#### [Source records]
^^^^^^^^

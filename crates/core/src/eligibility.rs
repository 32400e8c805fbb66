// SPDX-License-Identifier: BUSL-1.1
// Copyright (c) 2026 Alfred Jean LLC

//! Advance eligibility math
//!
//! Pure calculation over inputs read upstream. The caller gathers the
//! user's package limits, outstanding debt, wallet balance, and the pool
//! balance; this module only does arithmetic, so every rule is unit
//! testable without IO.

use crate::subscription::PackageLimits;
use rust_decimal::{Decimal, RoundingStrategy};
use serde::{Deserialize, Serialize};

/// Breakdown of how much a user may draw right now
#[derive(Debug, Clone, PartialEq, Serialize, Deserialize)]
pub struct Availability {
    pub weekly_limit: Decimal,
    /// Total outstanding across the user's active advances
    pub used: Decimal,
    pub limit_remaining: Decimal,
    /// Wallet-performance cap: balance scaled by the package percentage
    pub performance_limit: Decimal,
    pub pool_balance: Decimal,
    pub available: Decimal,
}

/// Compute how much a user may draw.
///
/// Outstanding debt shrinks the weekly headroom rather than zeroing it;
/// the one-active-advance rule is enforced at issuance, not here.
/// `outstanding_total` sums across active advances so a duplicate record
/// reduces availability instead of crashing the query.
pub fn compute_availability(
    limits: &PackageLimits,
    outstanding_total: Decimal,
    wallet_balance: Decimal,
    pool_balance: Decimal,
) -> Availability {
    let limit_remaining = (limits.weekly_limit - outstanding_total).max(Decimal::ZERO);
    // Truncate to cents so we never offer more than the rate allows
    let performance_limit = (wallet_balance * limits.advance_percentage / Decimal::ONE_HUNDRED)
        .round_dp_with_strategy(2, RoundingStrategy::ToZero);
    let available = limit_remaining
        .min(performance_limit)
        .min(pool_balance)
        .max(Decimal::ZERO);
    Availability {
        weekly_limit: limits.weekly_limit,
        used: outstanding_total,
        limit_remaining,
        performance_limit,
        pool_balance,
        available,
    }
}

#[cfg(test)]
#[path = "eligibility_tests.rs"]
mod tests;
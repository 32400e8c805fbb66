// SPDX-License-Identifier: BUSL-1.1
// Copyright (c) 2026 Alfred Jean LLC

// Allow panic!/unwrap/expect in test code
#![cfg_attr(test, allow(clippy::panic))]
#![cfg_attr(test, allow(clippy::unwrap_used))]
#![cfg_attr(test, allow(clippy::expect_used))]
// Enable coverage(off) attribute for excluding test infrastructure
#![cfg_attr(coverage_nightly, feature(coverage_attribute))]

//! Adapters for external services: subscription lookups and notifications

pub mod notify;
pub mod subscriptions;
pub mod traced;

pub use notify::{NoOpNotifyAdapter, NotifyAdapter, WebhookNotifier};
pub use subscriptions::{FixedSubscriptions, HttpSubscriptionClient, SubscriptionAdapter};
pub use traced::{TracedNotifyAdapter, TracedSubscriptionAdapter};

// Test support - only compiled for tests or when explicitly requested
#[cfg(any(test, feature = "test-support"))]
pub use notify::{FakeNotifyAdapter, NotifyCall};
// SPDX-License-Identifier: BUSL-1.1
// Copyright (c) 2026 Alfred Jean LLC

//! Append-only repayment journal
//!
//! Newline-delimited JSON with a CRC32 checksum per entry. The journal is
//! the audit trail of collected repayments; replay restores it after a
//! restart and a checksum mismatch flags a corrupted line instead of
//! silently loading bad money records.

use crate::error::StoreError;
use crate::traits::RepaymentRecord;
use serde::{Deserialize, Serialize};
use std::fs::{File, OpenOptions};
use std::io::{self, BufRead, BufReader, Write};
use std::path::Path;
use std::time::{SystemTime, UNIX_EPOCH};

/// A single journal entry
#[derive(Debug, Clone, PartialEq, Serialize, Deserialize)]
pub struct JournalEntry {
    /// Monotonically increasing sequence number
    pub sequence: u64,
    /// Microseconds since Unix epoch at append time
    pub timestamp_micros: u64,
    /// The repayment being recorded
    pub record: RepaymentRecord,
    /// CRC32 checksum of the serialized record
    pub checksum: u32,
}

impl JournalEntry {
    /// Create an entry with a computed checksum
    pub fn new(sequence: u64, record: RepaymentRecord) -> Self {
        let checksum = Self::calculate_checksum(&record);
        let timestamp_micros = SystemTime::now()
            .duration_since(UNIX_EPOCH)
            .map(|d| d.as_micros() as u64)
            .unwrap_or(0);
        Self {
            sequence,
            timestamp_micros,
            record,
            checksum,
        }
    }

    fn calculate_checksum(record: &RepaymentRecord) -> u32 {
        // RepaymentRecord only contains strings, decimals, and timestamps,
        // all of which serialize without error
        let json = serde_json::to_string(record).unwrap_or_else(|_| String::new());
        crc32fast::hash(json.as_bytes())
    }

    /// Verify the checksum matches the record
    pub fn verify(&self) -> bool {
        self.checksum == Self::calculate_checksum(&self.record)
    }

    /// Serialize to one line of JSON
    pub fn to_line(&self) -> Result<String, StoreError> {
        serde_json::to_string(self).map_err(StoreError::from)
    }

    /// Parse from a single line of JSON
    pub fn from_line(line: &str) -> Result<Self, StoreError> {
        serde_json::from_str(line).map_err(StoreError::from)
    }
}

/// Append-only journal of collected repayments
pub struct Journal {
    file: File,
    sequence: u64,
}

impl Journal {
    /// Open or create a journal at the given path
    pub fn open(path: &Path) -> Result<Self, StoreError> {
        let file = OpenOptions::new()
            .create(true)
            .append(true)
            .read(true)
            .open(path)?;

        // Count existing entries to continue the sequence
        let reader = BufReader::new(File::open(path)?);
        let sequence = reader.lines().count() as u64;

        Ok(Self { file, sequence })
    }

    /// Append a repayment record, returning its sequence number
    pub fn append(&mut self, record: RepaymentRecord) -> Result<u64, StoreError> {
        self.sequence += 1;
        let entry = JournalEntry::new(self.sequence, record);
        let line = entry.to_line()?;
        writeln!(self.file, "{}", line)?;
        self.file.sync_all()?;
        Ok(self.sequence)
    }

    /// Current sequence number
    pub fn sequence(&self) -> u64 {
        self.sequence
    }

    /// Replay all entries from the journal, verifying checksums
    pub fn replay(path: &Path) -> Result<Vec<JournalEntry>, StoreError> {
        let file = match File::open(path) {
            Ok(f) => f,
            Err(e) if e.kind() == io::ErrorKind::NotFound => return Ok(Vec::new()),
            Err(e) => return Err(e.into()),
        };

        let reader = BufReader::new(file);
        let mut entries = Vec::new();

        for (line_no, line) in reader.lines().enumerate() {
            let line = line?;
            if line.is_empty() {
                continue;
            }
            let entry = JournalEntry::from_line(&line)?;
            if !entry.verify() {
                return Err(StoreError::Invalid(format!(
                    "journal checksum mismatch at line {}",
                    line_no + 1
                )));
            }
            entries.push(entry);
        }

        Ok(entries)
    }
}

#[cfg(test)]
#[path = "journal_tests.rs"]
mod tests;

^^^^^^^^

#### [Work instruction]
Could you copy every record above exactly as it appears?

#### [Your response]
filename crates/core/src/eligibility.rs
repository 32400e8c805fbb66
// SPDX-License-Identifier: BUSL-1.1
// Copyright (c) 2026 Alfred Jean LLC

//! Advance eligibility math
//!
//! Pure calculation over inputs read upstream. The caller gathers the
//! user's package limits, outstanding debt, wallet balance, and the pool
//! balance; this module only does arithmetic, so every rule is unit
//! testable without IO.

use crate::subscription::PackageLimits;
use rust_decimal::{Decimal, RoundingStrategy};
use serde::{Deserialize, Serialize};

/// Breakdown of how much a user may draw right now
#[derive(Debug, Clone, PartialEq, Serialize, Deserialize)]
pub struct Availability {
    pub weekly_limit: Decimal,
    /// Total outstanding across the user's active advances
    pub used: Decimal,
    pub limit_remaining: Decimal,
    /// Wallet-performance cap: balance scaled by the package percentage
    pub performance_limit: Decimal,
    pub pool_balance: Decimal,
    pub available: Decimal,
}

/// Compute how much a user may draw.
///
/// Outstanding debt shrinks the weekly headroom rather than zeroing it;
/// the one-active-advance rule is enforced at issuance, not here.
/// `outstanding_total` sums across active advances so a duplicate record
/// reduces availability instead of crashing the query.
pub fn compute_availability(
    limits: &PackageLimits,
    outstanding_total: Decimal,
    wallet_balance: Decimal,
    pool_balance: Decimal,
) -> Availability {
    let limit_remaining = (limits.weekly_limit - outstanding_total).max(Decimal::ZERO);
    // Truncate to cents so we never offer more than the rate allows
    let performance_limit = (wallet_balance * limits.advance_percentage / Decimal::ONE_HUNDRED)
        .round_dp_with_strategy(2, RoundingStrategy::ToZero);
    let available = limit_remaining
        .min(performance_limit)
        .min(pool_balance)
        .max(Decimal::ZERO);
    Availability {
        weekly_limit: limits.weekly_limit,
        used: outstanding_total,
        limit_remaining,
        performance_limit,
        pool_balance,
        available,
    }
}

#[cfg(test)]
#[path = "eligibility_tests.rs"]
mod tests;
repository 32400e8c805fbb66
// SPDX-License-Identifier: BUSL-1.1
// Copyright (c) 2026 Alfred Jean LLC

// Allow panic!/unwrap/expect in test code
#![cfg_attr(test, allow(clippy::panic))]
#![cfg_attr(test, allow(clippy::unwrap_used))]
#![cfg_attr(test, allow(clippy::expect_used))]
// Enable coverage(off) attribute for excluding test infrastructure
#![cfg_attr(coverage_nightly, feature(coverage_attribute))]

//! Adapters for external services: subscription lookups and notifications

pub mod notify;
pub mod subscriptions;
pub mod traced;

pub use notify::{NoOpNotifyAdapter, NotifyAdapter, WebhookNotifier};
pub use subscriptions::{FixedSubscriptions, HttpSubscriptionClient, SubscriptionAdapter};
pub use traced::{TracedNotifyAdapter, TracedSubscriptionAdapter};

// Test support - only compiled for tests or when explicitly requested
#[cfg(any(test, feature = "test-support"))]
pub use notify::{FakeNotifyAdapter, NotifyCall};
// SPDX-License-Identifier: BUSL-1.1
// Copyright (c) 2026 Alfred Jean LLC

//! Append-only repayment journal
//!
//! Newline-delimited JSON with a CRC32 checksum per entry. The journal is
//! the audit trail of collected repayments; replay restores it after a
//! restart and a checksum mismatch flags a corrupted line instead of
//! silently loading bad money records.

use crate::error::StoreError;
use crate::traits::RepaymentRecord;
use serde::{Deserialize, Serialize};
use std::fs::{File, OpenOptions};
use std::io::{self, BufRead, BufReader, Write};
use std::path::Path;
use std::time::{SystemTime, UNIX_EPOCH};

/// A single journal entry
#[derive(Debug, Clone, PartialEq, Serialize, Deserialize)]
pub struct JournalEntry {
    /// Monotonically increasing sequence number
    pub sequence: u64,
    /// Microseconds since Unix epoch at append time
    pub timestamp_micros: u64,
    /// The repayment being recorded
    pub record: RepaymentRecord,
    /// CRC32 checksum of the serialized record
    pub checksum: u32,
}

impl JournalEntry {
    /// Create an entry with a computed checksum
    pub fn new(sequence: u64, record: RepaymentRecord) -> Self {
        let checksum = Self::calculate_checksum(&record);
        let timestamp_micros = SystemTime::now()
            .duration_since(UNIX_EPOCH)
            .map(|d| d.as_micros() as u64)
            .unwrap_or(0);
        Self {
            sequence,
            timestamp_micros,
            record,
            checksum,
        }
    }

    fn calculate_checksum(record: &RepaymentRecord) -> u32 {
        // RepaymentRecord only contains strings, decimals, and timestamps,
        // all of which serialize without error
        let json = serde_json::to_string(record).unwrap_or_else(|_| String::new());
        crc32fast::hash(json.as_bytes())
    }

    /// Verify the checksum matches the record
    pub fn verify(&self) -> bool {
        self.checksum == Self::calculate_checksum(&self.record)
    }

    /// Serialize to one line of JSON
    pub fn to_line(&self) -> Result<String, StoreError> {
        serde_json::to_string(self).map_err(StoreError::from)
    }

    /// Parse from a single line of JSON
    pub fn from_line(line: &str) -> Result<Self, StoreError> {
        serde_json::from_str(line).map_err(StoreError::from)
    }
}

/// Append-only journal of collected repayments
pub struct Journal {
    file: File,
    sequence: u64,
}

impl Journal {
    /// Open or create a journal at the given path
    pub fn open(path: &Path) -> Result<Self, StoreError> {
        let file = OpenOptions::new()
            .create(true)
            .append(true)
            .read(true)
            .open(path)?;

        // Count existing entries to continue the sequence
        let reader = BufReader::new(File::open(path)?);
        let sequence = reader.lines().count() as u64;

        Ok(Self { file, sequence })
    }

    /// Append a repayment record, returning its sequence number
    pub fn append(&mut self, record: RepaymentRecord) -> Result<u64, StoreError> {
        self.sequence += 1;
        let entry = JournalEntry::new(self.sequence, record);
        let line = entry.to_line()?;
        writeln!(self.file, "{}", line)?;
        self.file.sync_all()?;
        Ok(self.sequence)
    }

    /// Current sequence number
    pub fn sequence(&self) -> u64 {
        self.sequence
    }

    /// Replay all entries from the journal, verifying checksums
    pub fn replay(path: &Path) -> Result<Vec<JournalEntry>, StoreError> {
        let file = match File::open(path) {
            Ok(f) => f,
            Err(e) if e.kind() == io::ErrorKind::NotFound => return Ok(Vec::new()),
            Err(e) => return Err(e.into()),
        };

        let reader = BufReader::new(file);
        let mut entries = Vec::new();

        for (line_no, line) in reader.lines().enumerate() {
            let line = line?;
            if line.is_empty() {
                continue;
            }
            let entry = JournalEntry::from_line(&line)?;
            if !entry.verify() {
                return Err(StoreError::Invalid(format!(
                    "journal checksum mismatch at line {}",
                    line_no + 1
                )));
            }
            entries.push(entry);
        }

        Ok(entries)
    }
}

#[cfg(test)]
#[path = "journal_tests.rs"]
mod tests;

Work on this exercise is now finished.